[What you have to do]:
Find the line with "-> Result<TaskId, TaskError>" in the entries below. Repeat it, every following line, and the line with "pub fn set_text(tasks: &mut", exactly and with nothing added.

(Source data)
+++++
use chrono::{DateTime, Utc};

use crate::model::task::{Category, Priority, Task, TaskId};
use crate::ops::guard::{self, GuardError};

/// Error type for task operations
#[derive(Debug, Clone, PartialEq, Eq, thiserror::Error)]
pub enum TaskError {
    #[error("task not found: {0}")]
    NotFound(TaskId),
    #[error("rejected: {0}")]
    Rejected(#[from] GuardError),
}

// ---------------------------------------------------------------------------
// Lookup
// ---------------------------------------------------------------------------

pub fn find_task<'a>(tasks: &'a [Task], id: &TaskId) -> Option<&'a Task> {
    tasks.iter().find(|t| &t.id == id)
}

pub fn find_task_mut<'a>(tasks: &'a mut [Task], id: &TaskId) -> Option<&'a mut Task> {
    tasks.iter_mut().find(|t| &t.id == id)
}

fn require_mut<'a>(tasks: &'a mut [Task], id: &TaskId) -> Result<&'a mut Task, TaskError> {
    find_task_mut(tasks, id).ok_or_else(|| TaskError::NotFound(id.clone()))
}

/// Id for a task created at `now`: its millisecond timestamp, bumped past
/// any id already in use.
pub fn next_id(tasks: &[Task], now: DateTime<Utc>) -> TaskId {
    let mut millis = now.timestamp_millis();
    loop {
        let candidate = TaskId(millis.to_string());
        if find_task(tasks, &candidate).is_none() {
            return candidate;
        }
        millis += 1;
    }
}

// ---------------------------------------------------------------------------
// Create / edit / delete
// ---------------------------------------------------------------------------

/// Append a new task built from raw user text. Returns the assigned ID.
pub fn add_task(
    tasks: &mut Vec<Task>,
    text: &str,
    priority: Priority,
    category: Category,
    now: DateTime<Utc>,
) -> Result<TaskId, TaskError> {
    let stored = guard::admit(text)?;
    let id = next_id(tasks, now);
    tasks.push(Task::new(id.clone(), stored, now, category, priority));
    Ok(id)
}

/// Replace a task's text with the sanitized form of raw user text.
pub fn set_text(tasks: &mut [Task], id: &TaskId, text: &str) -> Result<(), TaskError> {
    let task = require_mut(tasks, id)?;
    task.text = guard::admit(text)?;
    Ok(())
}

/// Remove a task, returning it.
pub fn delete_task(tasks: &mut Vec<Task>, id: &TaskId) -> Result<Task, TaskError> {
    let idx = tasks
        .iter()
        .position(|t| &t.id == id)
        .ok_or_else(|| TaskError::NotFound(id.clone()))?;
    Ok(tasks.remove(idx))
}

/// Remove every completed task. Returns how many were removed.
pub fn clear_completed(tasks: &mut Vec<Task>) -> usize {
    let before = tasks.len();
    tasks.retain(|t| !t.completed);
    before - tasks.len()
}

// ---------------------------------------------------------------------------
// Completion
// ---------------------------------------------------------------------------

/// Flip a task's completed flag. Returns the new value.
pub fn toggle_task(tasks: &mut [Task], id: &TaskId) -> Result<bool, TaskError> {
    let task = require_mut(tasks, id)?;
    task.completed = !task.completed;
    Ok(task.completed)
}

/// Set a task's completed flag. Returns whether it changed.
pub fn set_completed(tasks: &mut [Task], id: &TaskId, completed: bool) -> Result<bool, TaskError> {
    let task = require_mut(tasks, id)?;
    if task.completed == completed {
        return Ok(false);
    }
    task.completed = completed;
    Ok(true)
}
+++++
[Task solution]:
) -> Result<TaskId, TaskError> {
    let stored = guard::admit(text)?;
    let id = next_id(tasks, now);
    tasks.push(Task::new(id.clone(), stored, now, category, priority));
    Ok(id)
}

/// Replace a task's text with the sanitized form of raw user text.
pub fn set_text(tasks: &mut [Task], id: &TaskId, text: &str) -> Result<(), TaskError> {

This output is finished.